Research begins on retrofitting Oklahoma oil wells into geothermal

Research begins on retrofitting Oklahoma oil wells into geothermal Ceremonial ribbon cutting of the research project at Tuttle, Oklahoma (source: University of Oklahoma)
Carlo Cariaga 13 Oct 2022

The University of Oklahoma is heading a research project that aims to retrofit retired oil wells in Tuttle, Oklahoma to produce geothermal energy for heating.

A research project led by the Mewbourne College of Earth and Energy of the University of Oklahoma (OU) seeks to retrofit four retired oil wells in a well site in Tuttle, Oklahoma into geothermal wells. If the venture proves successful, the goal is to use these wells to provide geothermal heating to two nearby Tuttle schools.

The ribbon-cutting event for the project was held on September 22, 2022 with representatives from the OU, officials from the City of Tuttle and Tuttle Public Schools, Oklahoma state senators Mary Boren and Lonnie Paxton, and a representative from the US Department of Energy’s Geothermal Technologies Office (GTO).

The project was funded by a USD 1.7-million grant from the US Department of Energy. This was supplemented by additional funding from Baker Hughes and wells and equipment donated by Blue Cedar Energy. The project is valued at near USD 3 million.

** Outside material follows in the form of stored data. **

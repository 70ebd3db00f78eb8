//! Configuration for booklib paths and extraction settings.
//!
//! Configuration sources (highest priority first):
//! 1. Environment variables (BOOKLIB_HOME, BOOKLIB_SCAN_PATH, BOOKLIB_EXIFTOOL)
//! 2. Config file (.booklib/config.yaml, else <config dir>/booklib/config.yaml)
//! 3. Defaults (<data dir>/booklib)
//!
//! Config file discovery:
//! - Searches current directory and parents for .booklib/config.yaml
//! - Falls back to the per-user config directory
//! - Relative paths in the config file resolve against the file's directory

use std::path::{Path, PathBuf};
use std::sync::OnceLock;
use std::time::Duration;

use anyhow::{Context, Result};
use serde::Deserialize;

use crate::adapters::{FoliateAdapter, ZathuraAdapter};

/// Global cached configuration (stores Result to handle init errors)
static CONFIG: OnceLock<Result<ResolvedConfig, String>> = OnceLock::new();

/// File name of the catalog database inside the home directory
pub const DATABASE_FILE: &str = "library.sqlite";

/// Raw config file schema (matches YAML structure)
#[derive(Debug, Clone, Deserialize)]
pub struct ConfigFile {
    pub version: String,
    #[serde(default)]
    pub paths: PathsConfig,
    #[serde(default)]
    pub readers: ReadersConfig,
    #[serde(default)]
    pub extraction: Option<ExtractionConfig>,
    #[serde(default)]
    pub scan: Option<ScanConfig>,
}

#[derive(Debug, Clone, Default, Deserialize)]
pub struct PathsConfig {
    /// Engine state directory holding the catalog database
    pub home: Option<String>,
    /// Book scan path
    pub scan_root: Option<String>,
}

#[derive(Debug, Clone, Default, Deserialize)]
pub struct ReadersConfig {
    pub zathura_db: Option<String>,
    pub foliate_dir: Option<String>,
    pub zathura_enabled: Option<bool>,
    pub foliate_enabled: Option<bool>,
}

#[derive(Debug, Clone, Deserialize)]
pub struct ExtractionConfig {
    pub exiftool: Option<String>,
    pub timeout_seconds: Option<u64>,
    pub concurrency: Option<usize>,
}

#[derive(Debug, Clone, Deserialize)]
pub struct ScanConfig {
    pub refresh_stale: Option<bool>,
}

/// Resolved configuration with absolute paths
#[derive(Debug, Clone)]
pub struct ResolvedConfig {
    /// Directory holding the catalog database
    pub home: PathBuf,
    /// Default root for `scan` (None if never configured)
    pub scan_root: Option<PathBuf>,
    /// Zathura bookmark database (None disables the adapter)
    pub zathura_db: Option<PathBuf>,
    /// Foliate data directory (None disables the adapter)
    pub foliate_dir: Option<PathBuf>,
    /// Path to config file (if found)
    pub config_file: Option<PathBuf>,
    /// Metadata extraction settings
    pub extraction: ExtractionSettings,
    /// Re-extract cataloged files whose mtime changed
    pub refresh_stale: bool,
}

#[derive(Debug, Clone)]
pub struct ExtractionSettings {
    pub exiftool: String,
    pub timeout_seconds: u64,
    pub concurrency: usize,
}

impl Default for ExtractionSettings {
    fn default() -> Self {
        Self {
            exiftool: "exiftool".to_string(),
            timeout_seconds: 10,
            concurrency: 1,
        }
    }
}

impl ExtractionSettings {
    pub fn timeout(&self) -> Duration {
        Duration::from_secs(self.timeout_seconds)
    }
}

impl ResolvedConfig {
    /// Path to the catalog database
    pub fn database_path(&self) -> PathBuf {
        self.home.join(DATABASE_FILE)
    }
}

/// Expand a leading `~/` against `home`; other paths are returned as-is
pub fn expand_tilde(raw: &str, home: Option<&Path>) -> PathBuf {
    match (raw.strip_prefix("~/"), home) {
        (Some(rest), Some(home)) => home.join(rest),
        _ if raw == "~" => home.map(Path::to_path_buf).unwrap_or_else(|| PathBuf::from(raw)),
        _ => PathBuf::from(raw),
    }
}

/// Find config file by searching current directory and parents
fn find_config_file() -> Option<PathBuf> {
    let mut current = std::env::current_dir().ok()?;

    loop {
        let config_path = current.join(".booklib").join("config.yaml");
        if config_path.exists() {
            return Some(config_path);
        }

        if !current.pop() {
            break;
        }
    }

    let user_config = dirs::config_dir()?.join("booklib").join("config.yaml");
    user_config.exists().then_some(user_config)
}

/// Load and parse config file
fn load_config_file(path: &Path) -> Result<ConfigFile> {
    let content = std::fs::read_to_string(path)
        .with_context(|| format!("Failed to read config file: {}", path.display()))?;

    serde_yaml::from_str(&content)
        .with_context(|| format!("Failed to parse config file: {}", path.display()))
}

/// Resolve a path that may be relative to the config file's directory
fn resolve_path(base: &Path, path_str: &str) -> PathBuf {
    let path = expand_tilde(path_str, dirs::home_dir().as_deref());
    if path.is_absolute() {
        path
    } else {
        base.join(&path)
            .canonicalize()
            .unwrap_or_else(|_| base.join(path_str))
    }
}

/// Fold a parsed config file (found at `config_path`) over the defaults
fn resolve(config: Option<(&Path, ConfigFile)>) -> Result<ResolvedConfig> {
    let data_dir = dirs::data_dir().context("Failed to determine user data directory")?;

    let mut resolved = ResolvedConfig {
        home: data_dir.join("booklib"),
        scan_root: None,
        zathura_db: ZathuraAdapter::default_path(),
        foliate_dir: FoliateAdapter::default_path(),
        config_file: None,
        extraction: ExtractionSettings::default(),
        refresh_stale: true,
    };

    if let Some((config_path, file)) = config {
        let base_dir = config_path.parent().unwrap_or(Path::new("."));
        resolved.config_file = Some(config_path.to_path_buf());

        if let Some(ref home) = file.paths.home {
            resolved.home = resolve_path(base_dir, home);
        }
        if let Some(ref root) = file.paths.scan_root {
            resolved.scan_root = Some(resolve_path(base_dir, root));
        }
        if let Some(ref db) = file.readers.zathura_db {
            resolved.zathura_db = Some(resolve_path(base_dir, db));
        }
        if let Some(ref dir) = file.readers.foliate_dir {
            resolved.foliate_dir = Some(resolve_path(base_dir, dir));
        }
        if file.readers.zathura_enabled == Some(false) {
            resolved.zathura_db = None;
        }
        if file.readers.foliate_enabled == Some(false) {
            resolved.foliate_dir = None;
        }

        if let Some(extraction) = file.extraction {
            let defaults = ExtractionSettings::default();
            resolved.extraction = ExtractionSettings {
                exiftool: extraction.exiftool.unwrap_or(defaults.exiftool),
                timeout_seconds: extraction
                    .timeout_seconds
                    .unwrap_or(defaults.timeout_seconds)
                    .max(1),
                concurrency: extraction.concurrency.unwrap_or(defaults.concurrency).max(1),
            };
        }

        if let Some(refresh) = file.scan.and_then(|s| s.refresh_stale) {
            resolved.refresh_stale = refresh;
        }
    }

    Ok(resolved)
}

/// Apply environment overrides
fn apply_env(mut resolved: ResolvedConfig) -> ResolvedConfig {
    let home = dirs::home_dir();

    if let Ok(env_home) = std::env::var("BOOKLIB_HOME") {
        resolved.home = expand_tilde(&env_home, home.as_deref());
    }
    if let Ok(scan_root) = std::env::var("BOOKLIB_SCAN_PATH") {
        resolved.scan_root = Some(expand_tilde(&scan_root, home.as_deref()));
    }
    if let Ok(exiftool) = std::env::var("BOOKLIB_EXIFTOOL") {
        resolved.extraction.exiftool = exiftool;
    }

    resolved
}

/// Load configuration from all sources
fn load_config() -> Result<ResolvedConfig> {
    let resolved = match find_config_file() {
        Some(path) => {
            let file = load_config_file(&path)?;
            resolve(Some((&path, file)))?
        }
        None => resolve(None)?,
    };

    Ok(apply_env(resolved))
}

/// Get the global configuration (loads once, then cached)
pub fn config() -> Result<&'static ResolvedConfig> {
    let result = CONFIG.get_or_init(|| load_config().map_err(|e| e.to_string()));

    match result {
        Ok(config) => Ok(config),
        Err(e) => anyhow::bail!("{}", e),
    }
}

/// Force reload configuration (useful for testing)
pub fn reload_config() -> Result<ResolvedConfig> {
    load_config()
}

#[cfg(test)]
mod tests {
    use super::*;
    use std::io::Write;
    use tempfile::TempDir;

    #[test]
    fn test_defaults_without_file() {
        let config = resolve(None).unwrap();
        let data_dir = dirs::data_dir().unwrap();

        assert_eq!(config.home, data_dir.join("booklib"));
        assert_eq!(config.database_path(), data_dir.join("booklib").join(DATABASE_FILE));
        assert!(config.scan_root.is_none());
        assert!(config.zathura_db.is_some());
        assert!(config.foliate_dir.is_some());
        assert!(config.refresh_stale);
        assert_eq!(config.extraction.concurrency, 1);
    }

    #[test]
    fn test_config_file_parsing() {
        let temp = TempDir::new().unwrap();
        let booklib_dir = temp.path().join(".booklib");
        std::fs::create_dir_all(&booklib_dir).unwrap();

        let config_path = booklib_dir.join("config.yaml");
        let mut file = std::fs::File::create(&config_path).unwrap();
        writeln!(
            file,
            r#"
version: "1"
paths:
  home: /var/lib/booklib
  scan_root: /srv/books
readers:
  zathura_db: /tmp/bookmarks.sqlite
  foliate_enabled: false
extraction:
  timeout_seconds: 3
  concurrency: 0
scan:
  refresh_stale: false
"#
        )
        .unwrap();

        let parsed = load_config_file(&config_path).unwrap();
        assert_eq!(parsed.version, "1");
        assert_eq!(parsed.paths.scan_root, Some("/srv/books".to_string()));

        let config = resolve(Some((&config_path, parsed))).unwrap();
        assert_eq!(config.home, PathBuf::from("/var/lib/booklib"));
        assert_eq!(config.scan_root, Some(PathBuf::from("/srv/books")));
        assert_eq!(config.zathura_db, Some(PathBuf::from("/tmp/bookmarks.sqlite")));
        assert!(config.foliate_dir.is_none());
        assert_eq!(config.extraction.timeout(), Duration::from_secs(3));
        assert_eq!(config.extraction.exiftool, "exiftool");
        // Concurrency is clamped to at least one worker
        assert_eq!(config.extraction.concurrency, 1);
        assert!(!config.refresh_stale);
        assert_eq!(config.config_file, Some(config_path));
    }

    #[test]
    fn test_zero_timeout_is_clamped() {
        let temp = TempDir::new().unwrap();
        let config_path = temp.path().join("config.yaml");
        std::fs::write(
            &config_path,
            "version: \"1\"\nextraction:\n  timeout_seconds: 0\n",
        )
        .unwrap();

        let parsed = load_config_file(&config_path).unwrap();
        let config = resolve(Some((&config_path, parsed))).unwrap();

        assert_eq!(config.extraction.timeout(), Duration::from_secs(1));
    }

    #[test]
    fn test_expand_tilde() {
        let home = Path::new("/home/reader");

        assert_eq!(
            expand_tilde("~/Books/a.epub", Some(home)),
            PathBuf::from("/home/reader/Books/a.epub")
        );
        assert_eq!(expand_tilde("~", Some(home)), PathBuf::from("/home/reader"));
        assert_eq!(
            expand_tilde("/abs/b.pdf", Some(home)),
            PathBuf::from("/abs/b.pdf")
        );
        assert_eq!(expand_tilde("~/x.pdf", None), PathBuf::from("~/x.pdf"));
        assert_eq!(expand_tilde("~other/x", Some(home)), PathBuf::from("~other/x"));
    }

    #[test]
    fn test_resolve_relative_path() {
        let base = PathBuf::from("/home/user/project/.booklib");

        assert_eq!(
            resolve_path(&base, "../books"),
            PathBuf::from("/home/user/project/.booklib/../books")
        );
        assert_eq!(
            resolve_path(&base, "/absolute/path"),
            PathBuf::from("/absolute/path")
        );
    }
}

Once modifications to the wells have been completed, the research team will spend the next year making actual output measurements from the wells. If the output aligns with estimates and models, the team will then apply for more funding for the connection of wells to nearby facilities.

“This project shows the synergy that can occur when we work together,” said Mike Stice, dean of the Mewbourne College of Earth and Energy.

Saeed Salehi, associate professor in the Mewbourne School of Petroleum and Geological Engineering and project principal investigator, notes that the thousands of retired oil wells across Oklahoma are a unique asset and can potentially make Oklahoma a prime location for geothermal energy. “We are blessed with so many of these wells throughout the state. They are close to schools, close to factories, close to farms. In Oklahoma, we do not need to invest in miles of pipelines to deliver energy to end users,” Salehi added.

Earlier this year, the Sooners Geothermal Team from the Mewbourne College of Earth and Energy won the top spot and USD 10,000 in funding in the 2022 Geothermal Collegiate Competition hosted by the U.S. Department of Energy. The team’s winning project was a design for a system that repurposes abandoned oil and gas wells in Shawnee, Oklahoma for geothermal energy production.